**WHAT YOU ARE ASKED TO DO:** Scan the records for "stripped" and copy each line that contains it.

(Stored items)
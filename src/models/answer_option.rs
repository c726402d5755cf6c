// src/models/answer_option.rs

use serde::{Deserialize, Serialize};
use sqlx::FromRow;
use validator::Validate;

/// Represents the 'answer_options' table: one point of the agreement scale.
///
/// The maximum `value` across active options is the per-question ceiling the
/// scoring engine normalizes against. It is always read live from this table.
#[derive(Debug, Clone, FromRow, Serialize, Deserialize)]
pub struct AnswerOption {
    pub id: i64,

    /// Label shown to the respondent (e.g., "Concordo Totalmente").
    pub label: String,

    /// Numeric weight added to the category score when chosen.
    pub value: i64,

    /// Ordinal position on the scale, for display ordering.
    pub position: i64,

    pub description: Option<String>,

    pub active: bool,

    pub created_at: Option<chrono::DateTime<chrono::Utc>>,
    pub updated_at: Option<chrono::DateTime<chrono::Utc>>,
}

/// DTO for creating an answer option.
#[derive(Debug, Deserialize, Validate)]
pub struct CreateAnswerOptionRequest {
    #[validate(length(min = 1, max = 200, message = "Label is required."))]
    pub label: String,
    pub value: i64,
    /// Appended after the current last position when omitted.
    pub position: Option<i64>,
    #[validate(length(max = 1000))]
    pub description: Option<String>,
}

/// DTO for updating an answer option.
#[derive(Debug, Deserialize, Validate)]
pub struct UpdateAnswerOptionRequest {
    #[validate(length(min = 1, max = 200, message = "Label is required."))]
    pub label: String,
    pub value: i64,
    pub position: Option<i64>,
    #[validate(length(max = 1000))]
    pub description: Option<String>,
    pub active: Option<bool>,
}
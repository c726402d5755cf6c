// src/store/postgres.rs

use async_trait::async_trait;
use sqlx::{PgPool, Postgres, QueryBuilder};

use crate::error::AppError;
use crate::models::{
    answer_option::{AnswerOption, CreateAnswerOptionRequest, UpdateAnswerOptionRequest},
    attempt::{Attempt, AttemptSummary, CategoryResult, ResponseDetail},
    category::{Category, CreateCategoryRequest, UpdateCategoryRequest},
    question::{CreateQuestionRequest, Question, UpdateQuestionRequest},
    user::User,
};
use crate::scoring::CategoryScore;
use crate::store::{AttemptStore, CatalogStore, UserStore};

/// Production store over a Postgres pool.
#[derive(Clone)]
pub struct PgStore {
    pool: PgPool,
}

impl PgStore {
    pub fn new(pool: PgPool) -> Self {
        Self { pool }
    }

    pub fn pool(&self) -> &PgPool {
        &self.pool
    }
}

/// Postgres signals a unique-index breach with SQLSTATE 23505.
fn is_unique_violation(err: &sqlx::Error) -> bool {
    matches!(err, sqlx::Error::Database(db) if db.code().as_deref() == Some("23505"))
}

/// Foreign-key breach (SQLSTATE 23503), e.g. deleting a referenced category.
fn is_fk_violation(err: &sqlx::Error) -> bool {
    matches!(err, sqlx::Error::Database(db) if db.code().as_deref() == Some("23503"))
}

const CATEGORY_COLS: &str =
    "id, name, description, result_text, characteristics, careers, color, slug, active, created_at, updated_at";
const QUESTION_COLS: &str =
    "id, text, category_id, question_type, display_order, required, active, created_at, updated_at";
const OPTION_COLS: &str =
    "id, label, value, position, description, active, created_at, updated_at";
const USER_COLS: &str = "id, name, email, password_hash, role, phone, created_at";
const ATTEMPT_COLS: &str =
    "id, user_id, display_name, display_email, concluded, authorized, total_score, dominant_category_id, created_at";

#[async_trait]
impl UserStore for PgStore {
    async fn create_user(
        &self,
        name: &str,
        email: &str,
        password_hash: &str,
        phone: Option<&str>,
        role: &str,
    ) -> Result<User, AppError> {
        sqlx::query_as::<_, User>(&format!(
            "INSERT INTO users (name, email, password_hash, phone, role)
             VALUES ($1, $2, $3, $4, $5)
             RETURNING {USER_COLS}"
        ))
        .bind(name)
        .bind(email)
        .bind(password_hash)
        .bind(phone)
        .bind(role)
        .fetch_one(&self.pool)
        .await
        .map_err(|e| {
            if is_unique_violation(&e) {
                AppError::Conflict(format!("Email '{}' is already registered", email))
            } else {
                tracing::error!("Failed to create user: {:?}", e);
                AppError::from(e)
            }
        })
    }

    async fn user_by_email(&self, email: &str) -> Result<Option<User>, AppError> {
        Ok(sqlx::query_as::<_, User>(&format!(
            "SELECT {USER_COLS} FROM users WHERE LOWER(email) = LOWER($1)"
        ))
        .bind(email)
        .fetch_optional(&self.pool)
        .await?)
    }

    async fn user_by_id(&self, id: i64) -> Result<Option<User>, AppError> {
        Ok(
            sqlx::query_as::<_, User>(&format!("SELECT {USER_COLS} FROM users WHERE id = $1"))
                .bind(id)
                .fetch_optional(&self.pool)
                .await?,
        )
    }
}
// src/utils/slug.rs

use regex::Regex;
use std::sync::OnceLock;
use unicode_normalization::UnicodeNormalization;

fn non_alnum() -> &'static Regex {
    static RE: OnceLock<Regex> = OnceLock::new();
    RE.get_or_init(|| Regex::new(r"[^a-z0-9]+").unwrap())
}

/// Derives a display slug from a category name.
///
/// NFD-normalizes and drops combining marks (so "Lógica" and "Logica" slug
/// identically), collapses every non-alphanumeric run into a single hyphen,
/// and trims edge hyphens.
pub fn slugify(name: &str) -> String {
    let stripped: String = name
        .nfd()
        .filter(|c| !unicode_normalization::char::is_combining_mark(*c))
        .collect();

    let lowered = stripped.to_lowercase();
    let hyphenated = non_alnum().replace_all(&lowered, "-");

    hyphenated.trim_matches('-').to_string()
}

**ANSWER AREA:**
    let stripped: String = name
    let lowered = stripped.to_lowercase();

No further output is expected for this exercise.